Description
Indulge in the perfect combination of sweet raspberries and rich chocolate with these delectable Raspberry and Chocolate Chip Cookie Bars. A soft, chewy treat that’s ideal for any occasion!
Ingredients
Scale
Cookie Dough:
- 1/2 cup unsalted butter (softened)
- 1/2 cup granulated sugar
- 1/2 cup light brown sugar (packed)
- 1 large egg
- 1 teaspoon vanilla extract
- 1 1/2 cups all-purpose flour
- 1/2 teaspoon baking soda
- 1/4 teaspoon salt
Additional Ingredients:
- 3/4 cup semi-sweet chocolate chips
- 1/2 cup fresh or frozen raspberries (patted dry)
- Optional: extra chocolate chips or raspberry pieces for topping
Instructions
- Preheat the oven: Preheat the oven to 350°F (175°C) and prepare an 8×8-inch baking pan with parchment paper or light greasing.
- Cream butter and sugars: In a large bowl, cream together butter, granulated sugar, and brown sugar until light and fluffy.
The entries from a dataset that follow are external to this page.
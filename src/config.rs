use crate::log::redact;
use crate::tlog;

use serde::Deserialize;
use std::path::PathBuf;
use std::time::Duration;

use crate::genesys::environment::DEFAULT_ENVIRONMENT;
use crate::genesys::{Credentials, DashError, Environment, Routing};
use crate::refresh::SessionSettings;

const DEFAULT_POLL_INTERVAL: u64 = 30;
const DEFAULT_PROXY_URL: &str = "http://localhost:3000";
const DEFAULT_PROXY_LISTEN: &str = "127.0.0.1:3000";
const DEFAULT_PROXY_REGION: &str = "mypurecloud.in";

#[derive(Debug, Clone)]
pub struct DashConfig {
    pub client_id: Option<String>,
    pub client_secret: Option<String>,
    pub environment: String,
    pub poll_interval: u64,
    pub request_timeout: Option<u64>,
    pub routing: Routing,
    pub proxy: ProxyConfig,
}

#[derive(Debug, Clone, PartialEq, Eq)]
pub struct ProxyConfig {
    pub listen: String,
    /// Region suffix both upstream hosts are built from.
    pub region: String,
    pub static_root: PathBuf,
}

impl Default for ProxyConfig {
    fn default() -> Self {
        Self {
            listen: DEFAULT_PROXY_LISTEN.to_string(),
            region: DEFAULT_PROXY_REGION.to_string(),
            static_root: PathBuf::from("."),
        }
    }
}

#[derive(Deserialize, Default)]
struct ConfigFile {
    genesys: Option<GenesysSection>,
    proxy: Option<ProxySection>,
}

#[derive(Deserialize, Default)]
struct GenesysSection {
    client_id: Option<String>,
    client_secret: Option<String>,
    environment: Option<String>,
    poll_interval: Option<u64>,
    request_timeout: Option<u64>,
    routing: Option<String>,
    proxy_url: Option<String>,
    relay_url: Option<String>,
}

#[derive(Deserialize, Default)]
struct ProxySection {
    listen: Option<String>,
    region: Option<String>,
    static_root: Option<PathBuf>,
}

impl Default for DashConfig {
    fn default() -> Self {
        Self::from_file(ConfigFile::default())
    }
}

impl DashConfig {
    /// Defaults, then `~/.ccdash/config.toml`, then `GENESYS_*` variables.
    pub fn load() -> Self {
        let mut config = match Self::read_config_file() {
            Some(file) => Self::from_file(file),
            None => Self::default(),
        };
        config.apply_env(|key| std::env::var(key).ok());

        tlog!(
            info,
            "config loaded: environment={} poll={}s routing={} client_id={}",
            config.environment,
            config.poll_interval,
            config.routing.label(),
            config
                .client_id
                .as_deref()
                .map(redact)
                .unwrap_or_else(|| "-".to_string()),
        );

        config
    }

    pub fn from_toml(content: &str) -> Result<Self, toml::de::Error> {
        let file: ConfigFile = toml::from_str(content)?;
        Ok(Self::from_file(file))
    }

    fn from_file(file: ConfigFile) -> Self {
        let genesys = file.genesys.unwrap_or_default();
        let proxy = file.proxy.unwrap_or_default();
        let proxy_defaults = ProxyConfig::default();

        Self {
            client_id: genesys.client_id.filter(|v| !v.is_empty()),
            client_secret: genesys.client_secret.filter(|v| !v.is_empty()),
            environment: genesys
                .environment
                .unwrap_or_else(|| DEFAULT_ENVIRONMENT.to_string()),
            poll_interval: genesys.poll_interval.unwrap_or(DEFAULT_POLL_INTERVAL).max(1),
            request_timeout: genesys.request_timeout.filter(|t| *t > 0),
            routing: parse_routing(
                genesys.routing.as_deref(),
                genesys.proxy_url,
                genesys.relay_url,
            ),
            proxy: ProxyConfig {
                listen: proxy.listen.unwrap_or(proxy_defaults.listen),
                region: proxy.region.unwrap_or(proxy_defaults.region),
                static_root: proxy.static_root.unwrap_or(proxy_defaults.static_root),
            },
        }
    }

    /// Environment variables win over the file. Empty values are ignored.
    pub fn apply_env(&mut self, lookup: impl Fn(&str) -> Option<String>) {
        let get = |key: &str| lookup(key).filter(|v| !v.is_empty());
        if let Some(id) = get("GENESYS_CLIENT_ID") {
            self.client_id = Some(id);
        }
        if let Some(secret) = get("GENESYS_CLIENT_SECRET") {
            self.client_secret = Some(secret);
        }
        if let Some(env) = get("GENESYS_ENVIRONMENT") {
            self.environment = env;
        }
    }

    pub fn credentials(&self) -> Credentials {
        Credentials::new(
            self.client_id.clone().unwrap_or_default(),
            self.client_secret.clone().unwrap_or_default(),
        )
    }

    pub fn environment(&self) -> Result<Environment, DashError> {
        Environment::parse(&self.environment)
    }

    pub fn session_settings(&self) -> SessionSettings {
        SessionSettings {
            routing: self.routing.clone(),
            refresh_interval: Duration::from_secs(self.poll_interval),
            request_timeout: self.request_timeout.map(Duration::from_secs),
        }
    }

    fn read_config_file() -> Option<ConfigFile> {
        let path = config_path()?;
        let content = std::fs::read_to_string(&path).ok()?;
        match toml::from_str(&content) {
            Ok(file) => Some(file),
            Err(e) => {
                tlog!(warn, "ignoring {}: {}", path.display(), e);
                None
            }
        }
    }
}

pub fn parse_routing(
    kind: Option<&str>,
    proxy_url: Option<String>,
    relay_url: Option<String>,
) -> Routing {
    match kind.map(|k| k.trim().to_ascii_lowercase()).as_deref() {
        None | Some("") | Some("direct") => Routing::Direct,
        Some("proxy") => Routing::LocalProxy {
            base: proxy_url.unwrap_or_else(|| DEFAULT_PROXY_URL.to_string()),
        },
        Some("relay") => match relay_url.filter(|u| !u.is_empty()) {
            Some(prefix) => Routing::Relay { prefix },
            None => {
                tlog!(warn, "routing = \"relay\" needs relay_url; using direct");
                Routing::Direct
            }
        },
        Some(other) => {
            tlog!(warn, "unknown routing {:?}; using direct", other);
            Routing::Direct
        }
    }
}

pub fn config_path() -> Option<PathBuf> {
    dirs::home_dir().map(|h| h.join(".ccdash").join("config.toml"))
}

#[cfg(test)]
mod tests {
    use super::*;
    use std::collections::HashMap;

    #[test]
    fn test_config_path() {
        let path = config_path();
        assert!(path.is_some());
        assert!(path.unwrap().ends_with(".ccdash/config.toml"));
    }

    #[test]
    fn test_defaults() {
        let config = DashConfig::from_toml("").unwrap();
        assert_eq!(config.environment, "mypurecloud.com");
        assert_eq!(config.poll_interval, 30);
        assert_eq!(config.routing, Routing::Direct);
        assert_eq!(config.proxy, ProxyConfig::default());
        assert_eq!(config.session_settings().refresh_interval, Duration::from_secs(30));
        assert!(config.session_settings().request_timeout.is_none());
    }

    #[test]
    fn test_full_file() {
        let config = DashConfig::from_toml(
            r#"
            [genesys]
            client_id = "abc"
            client_secret = "shh"
            environment = "mypurecloud.ie"
            poll_interval = 0
            request_timeout = 12
            routing = "proxy"
            proxy_url = "http://127.0.0.1:4000"

            [proxy]
            listen = "0.0.0.0:8080"
            region = "mypurecloud.de"
            static_root = "/srv/dash"
            "#,
        )
        .unwrap();

        assert_eq!(config.credentials(), Credentials::new("abc", "shh"));
        assert_eq!(config.environment().unwrap().as_str(), "mypurecloud.ie");
        assert_eq!(config.poll_interval, 1);
        assert_eq!(
            config.session_settings().request_timeout,
            Some(Duration::from_secs(12))
        );
        assert_eq!(
            config.routing,
            Routing::LocalProxy {
                base: "http://127.0.0.1:4000".into()
            }
        );
        assert_eq!(config.proxy.listen, "0.0.0.0:8080");
        assert_eq!(config.proxy.region, "mypurecloud.de");
        assert_eq!(config.proxy.static_root, PathBuf::from("/srv/dash"));
    }

    #[test]
    fn test_env_overrides_file_but_not_with_empty_values() {
        let mut config = DashConfig::from_toml(
            r#"
            [genesys]
            client_id = "from-file"
            environment = "mypurecloud.jp"
            "#,
        )
        .unwrap();

        let vars: HashMap<&str, &str> = [
            ("GENESYS_CLIENT_ID", "from-env"),
            ("GENESYS_CLIENT_SECRET", "env-secret"),
            ("GENESYS_ENVIRONMENT", ""),
        ]
        .into_iter()
        .collect();
        config.apply_env(|k| vars.get(k).map(|v| v.to_string()));

        assert_eq!(config.client_id.as_deref(), Some("from-env"));
        assert_eq!(config.client_secret.as_deref(), Some("env-secret"));
        assert_eq!(config.environment, "mypurecloud.jp");
    }

    #[test]
    fn test_routing_kinds() {
        assert_eq!(parse_routing(Some("DIRECT"), None, None), Routing::Direct);
        assert_eq!(
            parse_routing(Some("proxy"), None, None),
            Routing::LocalProxy {
                base: "http://localhost:3000".into()
            }
        );
        assert_eq!(
            parse_routing(Some("relay"), None, Some("https://r.example/".into())),
            Routing::Relay {
                prefix: "https://r.example/".into()
            }
        );
        assert_eq!(parse_routing(Some("relay"), None, None), Routing::Direct);
        assert_eq!(parse_routing(Some("carrier-pigeon"), None, None), Routing::Direct);
    }

    #[test]
    fn test_malformed_file_is_an_error() {
        assert!(DashConfig::from_toml("[genesys\nclient_id = 1").is_err());
    }
}
use std::path::{Component, Path, PathBuf};

/// Maps a request path onto a file under `root`. Directories resolve to
/// their `index.html`. Any `..` component, or a file that does not exist,
/// yields `None`.
pub fn resolve(root: &Path, url: &str) -> Option<PathBuf> {
    let path = url.split(['?', '#']).next().unwrap_or("");
    let relative = Path::new(path.trim_start_matches('/'));

    let mut target = root.to_path_buf();
    for component in relative.components() {
        match component {
            Component::Normal(part) => target.push(part),
            Component::CurDir => {}
            Component::ParentDir | Component::RootDir | Component::Prefix(_) => return None,
        }
    }

    if target.is_dir() {
        target.push("index.html");
    }
    target.is_file().then_some(target)
}

pub fn content_type(path: &Path) -> &'static str {
    let ext = path
        .extension()
        .and_then(|e| e.to_str())
        .map(|e| e.to_ascii_lowercase());
    match ext.as_deref() {
        Some("html") | Some("htm") => "text/html; charset=utf-8",
        Some("css") => "text/css; charset=utf-8",
        Some("js") | Some("mjs") => "application/javascript; charset=utf-8",
        Some("json") => "application/json",
        Some("svg") => "image/svg+xml",
        Some("png") => "image/png",
        Some("jpg") | Some("jpeg") => "image/jpeg",
        Some("gif") => "image/gif",
        Some("ico") => "image/x-icon",
        Some("woff") => "font/woff",
        Some("woff2") => "font/woff2",
        Some("txt") => "text/plain; charset=utf-8",
        _ => "application/octet-stream",
    }
}

#[cfg(test)]
mod tests {
    use super::*;
    use std::fs;
    use tempfile::TempDir;

    fn site() -> TempDir {
        let dir = TempDir::new().unwrap();
        fs::write(dir.path().join("index.html"), "<h1>dash</h1>").unwrap();
        fs::write(dir.path().join("styles.css"), "body {}").unwrap();
        fs::create_dir(dir.path().join("docs")).unwrap();
        fs::write(dir.path().join("docs").join("index.html"), "docs").unwrap();
        dir
    }

    #[test]
    fn test_root_and_directories_serve_index() {
        let dir = site();
        assert_eq!(
            resolve(dir.path(), "/"),
            Some(dir.path().join("index.html"))
        );
        assert_eq!(
            resolve(dir.path(), "/docs/"),
            Some(dir.path().join("docs").join("index.html"))
        );
    }

    #[test]
    fn test_files_and_query_strings() {
        let dir = site();
        assert_eq!(
            resolve(dir.path(), "/styles.css?v=3"),
            Some(dir.path().join("styles.css"))
        );
        assert_eq!(resolve(dir.path(), "/missing.js"), None);
    }

    #[test]
    fn test_parent_components_are_rejected() {
        let dir = site();
        let outside = dir.path().parent().unwrap().to_path_buf();
        assert!(outside.is_dir());
        assert_eq!(resolve(dir.path(), "/../"), None);
        assert_eq!(resolve(dir.path(), "/docs/../index.html"), None);
    }

    #[test]
    fn test_content_types() {
        assert_eq!(content_type(Path::new("a/index.HTML")), "text/html; charset=utf-8");
        assert_eq!(
            content_type(Path::new("script.js")),
            "application/javascript; charset=utf-8"
        );
        assert_eq!(content_type(Path::new("logo.svg")), "image/svg+xml");
        assert_eq!(content_type(Path::new("blob")), "application/octet-stream");
    }
}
Mix in the egg and vanilla.
- Combine dry ingredients: In a separate bowl, whisk flour, baking soda, and salt. Gradually add to the wet mixture and stir until dough forms.
- Add chocolate and raspberries: Gently fold in chocolate chips and raspberries, being careful not to overmix.
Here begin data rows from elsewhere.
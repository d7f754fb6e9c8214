use crate::log::redact;
use crate::tlog;

use std::fmt;

use super::api::GenesysClient;
use super::error::DashError;

/// OAuth client credentials as typed into the login form.
#[derive(Clone, Default, PartialEq, Eq)]
pub struct Credentials {
    pub client_id: String,
    pub client_secret: String,
}

impl Credentials {
    pub fn new(client_id: impl Into<String>, client_secret: impl Into<String>) -> Self {
        Self {
            client_id: client_id.into(),
            client_secret: client_secret.into(),
        }
    }

    /// Both fields must be non-empty after trimming. Runs before any
    /// network call.
    pub fn validate(&self) -> Result<(), DashError> {
        if self.client_id.trim().is_empty() || self.client_secret.trim().is_empty() {
            return Err(DashError::Validation(
                "Please enter both Client ID and Client Secret".into(),
            ));
        }
        Ok(())
    }
}

impl fmt::Debug for Credentials {
    fn fmt(&self, f: &mut fmt::Formatter<'_>) -> fmt::Result {
        f.debug_struct("Credentials")
            .field("client_id", &redact(&self.client_id))
            .field("client_secret", &"<redacted>")
            .finish()
    }
}

/// Opaque bearer credential. Never printed.
#[derive(Clone, PartialEq, Eq)]
pub struct AccessToken(String);

impl AccessToken {
    pub fn new(raw: impl Into<String>) -> Self {
        Self(raw.into())
    }

    pub fn authorization(&self) -> String {
        format!("Bearer {}", self.0)
    }
}

impl fmt::Debug for AccessToken {
    fn fmt(&self, f: &mut fmt::Formatter<'_>) -> fmt::Result {
        f.write_str("AccessToken(<redacted>)")
    }
}

/// Exchanges client credentials for a bearer token. One request, no retry.
pub fn authenticate(
    client: &GenesysClient,
    credentials: &Credentials,
) -> Result<AccessToken, DashError> {
    credentials.validate()?;

    let client_id = credentials.client_id.trim();
    tlog!(
        info,
        "requesting token for client {} at {}",
        redact(client_id),
        client.endpoints().token
    );

    let resp = client.request_token(client_id, credentials.client_secret.trim())?;
    if resp.access_token.is_empty() {
        return Err(DashError::Decode {
            what: "token".into(),
            message: "empty access_token".into(),
        });
    }

    tlog!(
        info,
        "token acquired: type={} expires_in={}",
        resp.token_type.as_deref().unwrap_or("bearer"),
        resp.expires_in
            .map(|s| format!("{}s", s))
            .unwrap_or_else(|| "-".to_string())
    );

    Ok(AccessToken::new(resp.access_token))
}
- Spread dough: Evenly spread the dough in the pan. Add extra toppings if desired.
- Bake: Bake for 25–30 minutes until edges are golden and a toothpick comes out with a few moist crumbs.
- Cool and cut: Cool completely in the pan before cutting into bars.
Notes
- If using frozen raspberries, do not thaw before adding to the dough.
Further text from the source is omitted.